Saved entries
---+---

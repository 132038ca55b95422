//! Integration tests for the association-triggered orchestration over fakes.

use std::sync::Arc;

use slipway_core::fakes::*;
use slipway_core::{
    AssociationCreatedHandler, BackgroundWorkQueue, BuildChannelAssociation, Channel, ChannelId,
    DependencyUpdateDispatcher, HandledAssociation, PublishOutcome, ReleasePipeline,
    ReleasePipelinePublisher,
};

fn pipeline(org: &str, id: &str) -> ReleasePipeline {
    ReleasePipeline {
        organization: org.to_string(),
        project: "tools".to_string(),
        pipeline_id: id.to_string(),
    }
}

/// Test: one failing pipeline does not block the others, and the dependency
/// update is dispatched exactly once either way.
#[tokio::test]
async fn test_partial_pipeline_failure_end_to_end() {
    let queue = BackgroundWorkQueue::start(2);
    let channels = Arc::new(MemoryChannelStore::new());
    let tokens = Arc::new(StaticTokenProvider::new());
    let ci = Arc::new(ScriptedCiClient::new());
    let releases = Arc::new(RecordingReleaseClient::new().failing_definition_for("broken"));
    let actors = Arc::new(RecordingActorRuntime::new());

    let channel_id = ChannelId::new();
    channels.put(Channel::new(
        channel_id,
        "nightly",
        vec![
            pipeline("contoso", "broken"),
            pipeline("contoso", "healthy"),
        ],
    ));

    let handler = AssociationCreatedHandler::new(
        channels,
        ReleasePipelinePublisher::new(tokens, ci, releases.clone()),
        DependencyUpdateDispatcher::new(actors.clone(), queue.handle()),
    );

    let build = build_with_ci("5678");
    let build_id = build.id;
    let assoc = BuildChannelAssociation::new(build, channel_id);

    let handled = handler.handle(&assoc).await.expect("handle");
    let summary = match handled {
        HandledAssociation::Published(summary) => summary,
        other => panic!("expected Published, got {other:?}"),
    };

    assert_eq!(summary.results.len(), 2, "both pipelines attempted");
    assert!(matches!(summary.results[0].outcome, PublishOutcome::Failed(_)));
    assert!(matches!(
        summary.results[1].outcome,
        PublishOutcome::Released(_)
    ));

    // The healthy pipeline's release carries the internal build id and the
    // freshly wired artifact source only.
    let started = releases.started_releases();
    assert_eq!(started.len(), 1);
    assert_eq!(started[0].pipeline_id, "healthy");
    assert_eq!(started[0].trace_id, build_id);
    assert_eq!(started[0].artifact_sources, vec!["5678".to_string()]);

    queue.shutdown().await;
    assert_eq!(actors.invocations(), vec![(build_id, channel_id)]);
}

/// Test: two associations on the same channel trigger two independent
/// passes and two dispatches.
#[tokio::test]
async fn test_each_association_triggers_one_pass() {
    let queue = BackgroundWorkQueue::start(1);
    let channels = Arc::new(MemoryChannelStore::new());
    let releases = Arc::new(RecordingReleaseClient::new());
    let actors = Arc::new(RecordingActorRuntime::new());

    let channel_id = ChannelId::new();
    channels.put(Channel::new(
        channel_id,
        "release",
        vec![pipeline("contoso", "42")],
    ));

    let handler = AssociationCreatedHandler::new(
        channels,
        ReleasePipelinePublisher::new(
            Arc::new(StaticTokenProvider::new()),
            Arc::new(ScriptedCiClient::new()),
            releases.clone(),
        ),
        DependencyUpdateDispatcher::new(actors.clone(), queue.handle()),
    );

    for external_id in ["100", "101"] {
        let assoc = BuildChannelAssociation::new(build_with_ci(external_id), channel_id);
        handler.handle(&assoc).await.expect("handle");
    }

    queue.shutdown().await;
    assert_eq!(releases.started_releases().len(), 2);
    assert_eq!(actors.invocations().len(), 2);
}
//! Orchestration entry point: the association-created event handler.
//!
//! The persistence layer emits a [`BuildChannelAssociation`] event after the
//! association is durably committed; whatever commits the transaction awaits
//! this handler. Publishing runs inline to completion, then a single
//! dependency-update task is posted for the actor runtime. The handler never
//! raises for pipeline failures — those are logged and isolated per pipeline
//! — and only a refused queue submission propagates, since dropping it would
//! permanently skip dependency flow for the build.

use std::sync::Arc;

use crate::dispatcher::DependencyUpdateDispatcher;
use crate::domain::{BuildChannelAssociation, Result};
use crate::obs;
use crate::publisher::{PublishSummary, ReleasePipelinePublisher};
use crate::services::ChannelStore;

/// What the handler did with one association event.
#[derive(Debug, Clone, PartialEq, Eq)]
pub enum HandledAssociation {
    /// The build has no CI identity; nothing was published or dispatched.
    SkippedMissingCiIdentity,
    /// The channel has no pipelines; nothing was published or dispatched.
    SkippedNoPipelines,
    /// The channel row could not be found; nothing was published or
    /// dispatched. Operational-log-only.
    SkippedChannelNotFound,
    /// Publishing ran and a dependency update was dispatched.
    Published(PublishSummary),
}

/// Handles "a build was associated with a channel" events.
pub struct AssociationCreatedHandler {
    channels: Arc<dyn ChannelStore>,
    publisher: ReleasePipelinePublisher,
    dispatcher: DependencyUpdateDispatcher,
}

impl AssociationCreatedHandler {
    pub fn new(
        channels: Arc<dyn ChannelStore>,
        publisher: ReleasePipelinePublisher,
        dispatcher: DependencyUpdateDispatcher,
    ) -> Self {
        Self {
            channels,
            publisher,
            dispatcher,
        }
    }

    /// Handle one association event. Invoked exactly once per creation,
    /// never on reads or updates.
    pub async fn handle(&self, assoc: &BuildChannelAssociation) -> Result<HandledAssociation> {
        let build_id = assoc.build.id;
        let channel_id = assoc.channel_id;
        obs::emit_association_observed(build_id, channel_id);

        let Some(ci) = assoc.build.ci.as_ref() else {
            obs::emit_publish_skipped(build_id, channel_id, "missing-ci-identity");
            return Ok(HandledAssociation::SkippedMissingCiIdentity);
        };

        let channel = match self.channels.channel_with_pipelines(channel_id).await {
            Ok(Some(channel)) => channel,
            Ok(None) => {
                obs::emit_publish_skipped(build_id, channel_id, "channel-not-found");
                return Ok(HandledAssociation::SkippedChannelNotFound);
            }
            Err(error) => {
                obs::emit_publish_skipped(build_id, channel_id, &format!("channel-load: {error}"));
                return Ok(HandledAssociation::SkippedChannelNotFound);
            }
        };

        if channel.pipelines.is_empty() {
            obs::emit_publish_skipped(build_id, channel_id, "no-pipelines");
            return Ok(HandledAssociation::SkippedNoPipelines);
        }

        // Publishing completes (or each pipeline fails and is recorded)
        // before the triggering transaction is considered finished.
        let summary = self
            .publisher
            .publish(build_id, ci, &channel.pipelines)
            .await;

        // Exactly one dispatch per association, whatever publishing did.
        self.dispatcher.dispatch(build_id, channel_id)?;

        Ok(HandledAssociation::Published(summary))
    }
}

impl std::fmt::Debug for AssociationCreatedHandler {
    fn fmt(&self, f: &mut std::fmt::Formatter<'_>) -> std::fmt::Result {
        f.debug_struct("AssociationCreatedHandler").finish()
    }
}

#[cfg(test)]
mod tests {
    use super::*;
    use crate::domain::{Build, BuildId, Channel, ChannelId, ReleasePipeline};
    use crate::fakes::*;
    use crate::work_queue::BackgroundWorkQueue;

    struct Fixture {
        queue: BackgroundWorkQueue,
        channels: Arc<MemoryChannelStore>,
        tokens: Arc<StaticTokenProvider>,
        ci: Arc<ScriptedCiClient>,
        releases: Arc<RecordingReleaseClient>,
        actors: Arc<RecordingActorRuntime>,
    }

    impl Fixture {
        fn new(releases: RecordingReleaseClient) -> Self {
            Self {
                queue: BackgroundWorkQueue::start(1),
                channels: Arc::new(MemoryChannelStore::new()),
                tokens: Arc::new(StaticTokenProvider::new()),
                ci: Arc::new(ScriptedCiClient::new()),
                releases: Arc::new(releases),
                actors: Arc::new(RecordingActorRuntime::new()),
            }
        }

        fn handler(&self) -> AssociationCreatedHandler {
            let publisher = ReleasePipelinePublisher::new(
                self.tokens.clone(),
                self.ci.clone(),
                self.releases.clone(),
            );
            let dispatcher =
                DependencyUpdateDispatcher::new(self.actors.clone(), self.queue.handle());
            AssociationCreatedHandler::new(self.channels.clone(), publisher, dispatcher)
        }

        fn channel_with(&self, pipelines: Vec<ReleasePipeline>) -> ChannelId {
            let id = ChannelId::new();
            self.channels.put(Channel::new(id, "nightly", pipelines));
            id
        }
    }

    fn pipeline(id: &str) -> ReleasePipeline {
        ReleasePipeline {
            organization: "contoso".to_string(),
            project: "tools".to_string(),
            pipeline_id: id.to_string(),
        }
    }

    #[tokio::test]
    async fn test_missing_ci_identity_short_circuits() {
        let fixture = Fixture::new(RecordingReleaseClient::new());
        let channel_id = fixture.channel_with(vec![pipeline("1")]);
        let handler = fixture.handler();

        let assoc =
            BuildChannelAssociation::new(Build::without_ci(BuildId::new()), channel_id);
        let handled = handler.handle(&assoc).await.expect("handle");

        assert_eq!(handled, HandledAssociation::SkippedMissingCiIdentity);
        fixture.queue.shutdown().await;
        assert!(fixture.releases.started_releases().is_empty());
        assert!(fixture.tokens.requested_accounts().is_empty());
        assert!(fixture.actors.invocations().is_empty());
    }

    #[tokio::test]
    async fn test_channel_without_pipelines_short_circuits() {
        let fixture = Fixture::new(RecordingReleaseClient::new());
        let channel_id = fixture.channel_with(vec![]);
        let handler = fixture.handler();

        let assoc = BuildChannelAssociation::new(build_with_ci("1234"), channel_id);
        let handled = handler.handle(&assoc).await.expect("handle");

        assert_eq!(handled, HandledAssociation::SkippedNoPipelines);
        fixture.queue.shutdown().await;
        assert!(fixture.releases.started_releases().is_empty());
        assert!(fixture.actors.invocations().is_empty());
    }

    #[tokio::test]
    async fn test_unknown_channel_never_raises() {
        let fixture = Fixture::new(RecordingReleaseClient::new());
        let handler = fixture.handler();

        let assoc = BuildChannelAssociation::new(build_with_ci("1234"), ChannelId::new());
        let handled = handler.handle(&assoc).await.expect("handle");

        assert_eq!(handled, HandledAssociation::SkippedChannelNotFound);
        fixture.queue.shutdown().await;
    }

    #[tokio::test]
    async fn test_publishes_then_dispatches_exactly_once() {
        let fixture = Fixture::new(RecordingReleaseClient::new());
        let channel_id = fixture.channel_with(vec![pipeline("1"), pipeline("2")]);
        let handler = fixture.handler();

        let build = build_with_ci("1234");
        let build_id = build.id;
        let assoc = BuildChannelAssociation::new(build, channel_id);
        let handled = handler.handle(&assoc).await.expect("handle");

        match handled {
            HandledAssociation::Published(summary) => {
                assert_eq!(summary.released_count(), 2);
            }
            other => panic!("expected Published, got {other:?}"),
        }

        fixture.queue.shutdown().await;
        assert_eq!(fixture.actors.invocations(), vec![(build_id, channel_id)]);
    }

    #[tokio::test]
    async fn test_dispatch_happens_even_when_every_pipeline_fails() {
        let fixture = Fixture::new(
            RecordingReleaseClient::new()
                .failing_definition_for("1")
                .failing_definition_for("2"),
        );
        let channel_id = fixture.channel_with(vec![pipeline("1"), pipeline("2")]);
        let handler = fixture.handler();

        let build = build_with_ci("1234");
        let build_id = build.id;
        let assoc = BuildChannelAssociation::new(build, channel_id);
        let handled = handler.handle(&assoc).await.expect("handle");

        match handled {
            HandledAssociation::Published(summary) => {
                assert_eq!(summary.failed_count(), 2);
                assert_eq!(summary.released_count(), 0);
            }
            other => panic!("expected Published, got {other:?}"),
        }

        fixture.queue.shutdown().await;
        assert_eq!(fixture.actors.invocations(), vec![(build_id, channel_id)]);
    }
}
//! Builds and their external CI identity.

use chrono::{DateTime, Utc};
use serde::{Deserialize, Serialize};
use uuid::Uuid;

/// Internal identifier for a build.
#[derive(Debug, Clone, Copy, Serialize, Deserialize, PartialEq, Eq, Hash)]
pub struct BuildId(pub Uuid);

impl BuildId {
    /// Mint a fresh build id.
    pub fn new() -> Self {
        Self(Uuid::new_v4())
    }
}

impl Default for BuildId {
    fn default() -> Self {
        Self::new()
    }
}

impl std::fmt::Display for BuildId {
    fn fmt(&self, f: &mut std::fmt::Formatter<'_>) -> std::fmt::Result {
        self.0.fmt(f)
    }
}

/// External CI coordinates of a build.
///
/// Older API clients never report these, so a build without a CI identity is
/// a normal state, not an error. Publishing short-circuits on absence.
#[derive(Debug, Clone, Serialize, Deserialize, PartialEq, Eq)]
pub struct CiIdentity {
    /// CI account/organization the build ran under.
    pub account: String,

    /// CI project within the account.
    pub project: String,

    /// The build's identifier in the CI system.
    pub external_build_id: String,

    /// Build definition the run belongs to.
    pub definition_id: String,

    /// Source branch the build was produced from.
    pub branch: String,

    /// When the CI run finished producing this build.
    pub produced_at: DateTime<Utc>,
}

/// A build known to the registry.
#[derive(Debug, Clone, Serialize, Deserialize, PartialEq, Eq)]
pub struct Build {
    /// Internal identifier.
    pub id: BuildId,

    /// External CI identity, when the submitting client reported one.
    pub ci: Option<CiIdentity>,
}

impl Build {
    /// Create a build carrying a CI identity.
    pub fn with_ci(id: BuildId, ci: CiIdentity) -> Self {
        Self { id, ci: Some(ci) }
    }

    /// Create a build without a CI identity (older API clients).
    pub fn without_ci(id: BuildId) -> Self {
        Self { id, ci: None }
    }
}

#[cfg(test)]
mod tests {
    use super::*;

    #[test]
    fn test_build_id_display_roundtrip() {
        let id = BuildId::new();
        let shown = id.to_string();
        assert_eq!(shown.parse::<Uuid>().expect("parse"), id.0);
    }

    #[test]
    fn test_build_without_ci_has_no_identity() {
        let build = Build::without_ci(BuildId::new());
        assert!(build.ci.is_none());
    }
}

---+---

Please write out exactly the lines from the start of the data through the line that contains "build id and the", both ends included, and nothing else.

repository 132038ca55b95422
//! Integration tests for the association-triggered orchestration over fakes.

use std::sync::Arc;

use slipway_core::fakes::*;
use slipway_core::{
    AssociationCreatedHandler, BackgroundWorkQueue, BuildChannelAssociation, Channel, ChannelId,
    DependencyUpdateDispatcher, HandledAssociation, PublishOutcome, ReleasePipeline,
    ReleasePipelinePublisher,
};

fn pipeline(org: &str, id: &str) -> ReleasePipeline {
    ReleasePipeline {
        organization: org.to_string(),
        project: "tools".to_string(),
        pipeline_id: id.to_string(),
    }
}

/// Test: one failing pipeline does not block the others, and the dependency
/// update is dispatched exactly once either way.
#[tokio::test]
async fn test_partial_pipeline_failure_end_to_end() {
    let queue = BackgroundWorkQueue::start(2);
    let channels = Arc::new(MemoryChannelStore::new());
    let tokens = Arc::new(StaticTokenProvider::new());
    let ci = Arc::new(ScriptedCiClient::new());
    let releases = Arc::new(RecordingReleaseClient::new().failing_definition_for("broken"));
    let actors = Arc::new(RecordingActorRuntime::new());

    let channel_id = ChannelId::new();
    channels.put(Channel::new(
        channel_id,
        "nightly",
        vec![
            pipeline("contoso", "broken"),
            pipeline("contoso", "healthy"),
        ],
    ));

    let handler = AssociationCreatedHandler::new(
        channels,
        ReleasePipelinePublisher::new(tokens, ci, releases.clone()),
        DependencyUpdateDispatcher::new(actors.clone(), queue.handle()),
    );

    let build = build_with_ci("5678");
    let build_id = build.id;
    let assoc = BuildChannelAssociation::new(build, channel_id);

    let handled = handler.handle(&assoc).await.expect("handle");
    let summary = match handled {
        HandledAssociation::Published(summary) => summary,
        other => panic!("expected Published, got {other:?}"),
    };

    assert_eq!(summary.results.len(), 2, "both pipelines attempted");
    assert!(matches!(summary.results[0].outcome, PublishOutcome::Failed(_)));
    assert!(matches!(
        summary.results[1].outcome,
        PublishOutcome::Released(_)
    ));

    // The healthy pipeline's release carries the internal build id and the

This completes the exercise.